Il presupposto da cui sono partiti gli avvocati dello Stato è che sollevare il conflitto sia stata una "strada obbligata", ha detto Dipace. "La Procura di Palermo ha trattato queste come normali intercettazioni, non ha tenuto presente il fatto che siano intercettazioni illegittime", sulla base dell'art. 90 della Costituzione che riguarda le prerogative e l'irresponsabilità del Presidente e della legge collegata 219/1989. Così facendo si è "prodotto un vulnus nella riservatezza del Presidente", ha sottolineato Palmieri, perché ipotizzando un'udienza stralcio di fronte al Gip per chiedere la distruzione delle intercettazioni, come ha sostenuto la Procura di Palermo che ha indicato questa come unica via, ha esposto quelle conversazioni del Capo dello Stato alla valutazione dei pm e ancor più al rischio che una volta messe a disposizioni delle parti per gli eventuali usi processuali, potessero diventare pubbliche. Tanto più, hanno sottolineato gli avvocati dello Stato, che al momento, "persiste l'omissione della richiesta al gip di distruzione delle intercettazioni". Insomma, quella richiesta non è stata fatta.
Sul fronte opposto, Pace ha fatto un intervento volutamente giocato, in alcuni passaggi, sul filo del paradosso o comunque teso a dimostrare che "paradossali" erano alcune tesi dell'avvocatura. Per esempio che "un fatto fortuito", come le conversazioni captate casualmente, "non può essere oggetto di divieto. E' mai possibile vietare di scivolare accidentalmente su una strada ghiacciata?", è la domanda retorica rivolta da Pace alla Corte nella sua arringa. Nella parte finale del suo intervento Pace ha anche sviluppato un'altro aspetto: cosa dovrebbero fare i pm se intercettassero una conversazione del presidente della Repubblica che complotta per un colpo di Stato? distruggere i file? E se questo "surplus di garanzie" che l'Avvocatura prospetta per il Colle valesse anche per ministri e premier, i magistrati non potrebbero più intercettare nessun sospettato che avesse contatti con loro? Una via "lineare" di soluzione, suggerisce Pace, "potrebbe essere la richiesta dell'apposizione del segreto di stato da parte del Presidente della Repubblica al Presidente del Consiglio" sul contenuto delle telefonate intercettate.
Ma la Consulta ha indicato una strada ben diversa: quella prevista dall'art. 271 del codice di procedura penale sulle intercettazioni vietate. Quell'articolo afferma che il giudice può in ogni grado del processo disporre la distruzione delle registrazioni che coinvolgano soggetti non intercettabili in funzione del loro ruolo: il difensore, il confessore, il medico.
A maggior ragione deve valere per il Presidente, ha sostenuto l'Avvocatura e ha confermato la Consulta.
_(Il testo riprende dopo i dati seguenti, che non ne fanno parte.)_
//! Client-side filtering, sorting and paging of a fetched offer list.
//!
//! [`derive`] is a pure function of the offer list and a [`FilterState`].
//! [`ResultView`] owns the state the way a results screen does: it resets
//! the price bound on every new list, puts the user back on page 1 when a
//! filter changes, and tells an observer whenever the filtered count moves.

use std::cmp::Ordering;
use std::collections::BTreeSet;
use std::fmt;

use chrono::{DateTime, NaiveDate, NaiveDateTime};
use serde::{Deserialize, Serialize};
use tracing::debug;

use crate::error::Error;
use crate::model::FlightOffer;
use crate::pagination::{self, PAGE_SIZE};

#[derive(Debug, Clone, Copy, PartialEq, Eq, Hash, PartialOrd, Ord, Serialize, Deserialize)]
#[serde(rename_all = "kebab-case")]
pub enum StopClass {
    Direct,
    One,
    TwoPlus,
}

impl StopClass {
    pub fn from_stops(stops: usize) -> Self {
        match stops {
            0 => Self::Direct,
            1 => Self::One,
            _ => Self::TwoPlus,
        }
    }

    /// `None` when the offer has no departure segments to count.
    pub fn of(offer: &FlightOffer) -> Option<Self> {
        offer
            .departure_itinerary
            .as_ref()
            .and_then(|i| i.stops())
            .map(Self::from_stops)
    }

    pub fn from_str_loose(s: &str) -> Result<Self, Error> {
        match s.trim().to_lowercase().as_str() {
            "direct" | "nonstop" | "0" => Ok(Self::Direct),
            "one" | "1" => Ok(Self::One),
            "two-plus" | "twoplus" | "2+" | "2" => Ok(Self::TwoPlus),
            other => Err(Error::Validation(format!(
                "invalid stop class: {other} (expected direct, one or two-plus)"
            ))),
        }
    }
}

impl fmt::Display for StopClass {
    fn fmt(&self, f: &mut fmt::Formatter<'_>) -> fmt::Result {
        match self {
            Self::Direct => write!(f, "direct"),
            Self::One => write!(f, "1 stop"),
            Self::TwoPlus => write!(f, "2+ stops"),
        }
    }
}

#[derive(Debug, Clone, Copy, Default, PartialEq, Eq, Serialize, Deserialize)]
#[serde(rename_all = "lowercase")]
pub enum SortKey {
    #[default]
    None,
    Price,
    Duration,
    Departure,
}

impl SortKey {
    pub fn from_str_loose(s: &str) -> Result<Self, Error> {
        match s.trim().to_lowercase().as_str() {
            "" | "none" => Ok(Self::None),
            "price" => Ok(Self::Price),
            "duration" => Ok(Self::Duration),
            "departure" => Ok(Self::Departure),
            other => Err(Error::Validation(format!(
                "invalid sort key: {other} (expected none, price, duration or departure)"
            ))),
        }
    }
}

#[derive(Debug, Clone, PartialEq)]
pub struct FilterState {
    pub max_price_selected: f64,
    /// Empty means every stop class passes.
    pub stops_allowed: BTreeSet<StopClass>,
    pub sort_key: SortKey,
    pub current_page: usize,
    pub max_duration_hours: Option<u32>,
    pub max_layover_hours: Option<u32>,
}

impl Default for FilterState {
    fn default() -> Self {
        Self {
            max_price_selected: f64::INFINITY,
            stops_allowed: BTreeSet::new(),
            sort_key: SortKey::None,
            current_page: 1,
            max_duration_hours: None,
            max_layover_hours: None,
        }
    }
}

impl FilterState {
    pub fn for_offers(offers: &[FlightOffer]) -> Self {
        Self {
            max_price_selected: max_observed_price(offers),
            ..Self::default()
        }
    }
}

pub fn max_observed_price(offers: &[FlightOffer]) -> f64 {
    offers
        .iter()
        .filter_map(|o| o.price)
        .filter(|p| p.is_finite())
        .fold(0.0, f64::max)
}

/// Leading hour count of a `"<H>h <M>m"` duration. Minutes are ignored.
pub fn parse_duration_hours(duration: &str) -> Option<u32> {
    let bytes = duration.as_bytes();
    let mut i = 0;
    while i < bytes.len() {
        if bytes[i].is_ascii_digit() {
            let start = i;
            while i < bytes.len() && bytes[i].is_ascii_digit() {
                i += 1;
            }
            if bytes.get(i) == Some(&b'h') {
                return duration[start..i].parse().ok();
            }
        } else {
            i += 1;
        }
    }
    None
}

/// Milliseconds since the epoch. Offsets are honoured; naive times are read as UTC.
pub fn parse_timestamp(raw: &str) -> Option<i64> {
    let raw = raw.trim();
    if let Ok(dt) = DateTime::parse_from_rfc3339(raw) {
        return Some(dt.timestamp_millis());
    }
    for format in ["%Y-%m-%dT%H:%M:%S%.f", "%Y-%m-%dT%H:%M:%S", "%Y-%m-%dT%H:%M"] {
        if let Ok(dt) = NaiveDateTime::parse_from_str(raw, format) {
            return Some(dt.and_utc().timestamp_millis());
        }
    }
    NaiveDate::parse_from_str(raw, "%Y-%m-%d")
        .ok()
        .and_then(|d| d.and_hms_opt(0, 0, 0))
        .map(|dt| dt.and_utc().timestamp_millis())
}

fn duration_key(offer: &FlightOffer) -> u32 {
    offer
        .total_duration()
        .and_then(parse_duration_hours)
        .unwrap_or(0)
}

fn departure_key(offer: &FlightOffer) -> i64 {
    offer
        .departure_segments()
        .first()
        .and_then(|s| s.departure_time.as_deref())
        .and_then(parse_timestamp)
        .unwrap_or(0)
}

fn compare_price(a: &FlightOffer, b: &FlightOffer) -> Ordering {
    match (a.price, b.price) {
        (Some(x), Some(y)) => x.total_cmp(&y),
        (Some(_), None) => Ordering::Less,
        (None, Some(_)) => Ordering::Greater,
        (None, None) => Ordering::Equal,
    }
}

fn passes(offer: &FlightOffer, state: &FilterState) -> bool {
    if let Some(price) = offer.price {
        if price > state.max_price_selected {
            return false;
        }
    }

    if !state.stops_allowed.is_empty() {
        if let Some(class) = StopClass::of(offer) {
            if !state.stops_allowed.contains(&class) {
                return false;
            }
        }
    }

    if let Some(max) = state.max_duration_hours {
        if offer
            .total_duration()
            .and_then(parse_duration_hours)
            .is_some_and(|h| h > max)
        {
            return false;
        }
    }

    if let Some(max) = state.max_layover_hours {
        let too_long = offer
            .departure_segments()
            .iter()
            .skip(1)
            .filter_map(|s| s.layover_duration)
            .any(|minutes| (minutes / 60.0).floor() > f64::from(max));
        if too_long {
            return false;
        }
    }

    true
}

pub fn filter_offers<'a>(offers: &'a [FlightOffer], state: &FilterState) -> Vec<&'a FlightOffer> {
    offers.iter().filter(|o| passes(o, state)).collect()
}

/// Stable: offers with equal keys keep their relative order.
pub fn sort_offers(offers: &mut [&FlightOffer], key: SortKey) {
    match key {
        SortKey::None => {}
        SortKey::Price => offers.sort_by(|a, b| compare_price(a, b)),
        SortKey::Duration => offers.sort_by_key(|o| duration_key(o)),
        SortKey::Departure => offers.sort_by_key(|o| departure_key(o)),
    }
}

#[derive(Debug, Clone)]
pub struct Derived<'a> {
    pub filtered: Vec<&'a FlightOffer>,
    pub page: usize,
}

impl<'a> Derived<'a> {
    pub fn total(&self) -> usize {
        self.filtered.len()
    }

    pub fn total_pages(&self) -> usize {
        pagination::total_pages(self.filtered.len(), PAGE_SIZE)
    }

    /// Empty when `page` lies past the last page.
    pub fn page_offers(&self) -> &[&'a FlightOffer] {
        pagination::paginate(&self.filtered, self.page, PAGE_SIZE)
    }
}

pub fn derive<'a>(offers: &'a [FlightOffer], state: &FilterState) -> Derived<'a> {
    let mut filtered = filter_offers(offers, state);
    sort_offers(&mut filtered, state.sort_key);
    Derived {
        filtered,
        page: state.current_page,
    }
}

type CountObserver = Box<dyn FnMut(usize) + Send>;

pub struct ResultView {
    offers: Vec<FlightOffer>,
    state: FilterState,
    max_observed: f64,
    on_count: Option<CountObserver>,
    last_count: Option<usize>,
}

impl ResultView {
    pub fn new(offers: Vec<FlightOffer>) -> Self {
        let state = FilterState::for_offers(&offers);
        Self {
            max_observed: state.max_price_selected,
            offers,
            state,
            on_count: None,
            last_count: None,
        }
    }

    pub fn on_count_change(&mut self, observer: impl FnMut(usize) + Send + 'static) {
        self.on_count = Some(Box::new(observer));
        self.last_count = None;
    }

    pub fn offers(&self) -> &[FlightOffer] {
        &self.offers
    }

    pub fn state(&self) -> &FilterState {
        &self.state
    }

    pub fn max_observed_price(&self) -> f64 {
        self.max_observed
    }

    pub fn set_offers(&mut self, offers: Vec<FlightOffer>) {
        self.max_observed = max_observed_price(&offers);
        self.offers = offers;
        self.state.max_price_selected = self.max_observed;
        self.state.current_page = 1;
    }

    pub fn set_max_price(&mut self, price: f64) {
        if price.is_nan() {
            return;
        }
        self.state.max_price_selected = price.clamp(0.0, self.max_observed);
        self.state.current_page = 1;
    }

    pub fn toggle_stop(&mut self, class: StopClass) {
        if !self.state.stops_allowed.remove(&class) {
            self.state.stops_allowed.insert(class);
        }
        self.state.current_page = 1;
    }

    pub fn set_stops(&mut self, classes: impl IntoIterator<Item = StopClass>) {
        self.state.stops_allowed = classes.into_iter().collect();
        self.state.current_page = 1;
    }

    pub fn set_sort(&mut self, key: SortKey) {
        self.state.sort_key = key;
        self.state.current_page = 1;
    }

    pub fn set_max_duration_hours(&mut self, hours: Option<u32>) {
        self.state.max_duration_hours = hours;
        self.state.current_page = 1;
    }

    pub fn set_max_layover_hours(&mut self, hours: Option<u32>) {
        self.state.max_layover_hours = hours;
        self.state.current_page = 1;
    }

    /// Pages start at 1. Not clamped above; a page past the end renders empty.
    pub fn set_page(&mut self, page: usize) {
        self.state.current_page = page.max(1);
    }

    pub fn view(&mut self) -> Derived<'_> {
        let derived = derive(&self.offers, &self.state);
        let count = derived.total();
        if self.last_count != Some(count) {
            debug!(count, previous = ?self.last_count, "filtered result count changed");
            self.last_count = Some(count);
            if let Some(observer) = self.on_count.as_mut() {
                observer(count);
            }
        }
        derived
    }
}

impl fmt::Debug for ResultView {
    fn fmt(&self, f: &mut fmt::Formatter<'_>) -> fmt::Result {
        f.debug_struct("ResultView")
            .field("offers", &self.offers.len())
            .field("state", &self.state)
            .field("max_observed", &self.max_observed)
            .finish()
    }
}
Perché quella strada prevede che "il giudice decida senza contraddittorio", hanno spiegato gli avvocati dello Stato e senza rischio che i contenuti delle conversazioni siano divulgati.
"E' un tema complesso e l'intervento della Consulta ha fatto chiarezza su una situazione non regolata da una norma specifica del codice di Procedura Penale e che si prestava a diverse interpretazioni", afferma l'Anm. E da Palermo arriva il commento di uno dei pm titolari dell'inchiesta Stato-mafia, Nino Di Matteo: "Vado avanti nel mio lavoro con la coscienza tranquilla ritenendo di aver sempre agito nel pieno rispetto della legge e della Costituzione".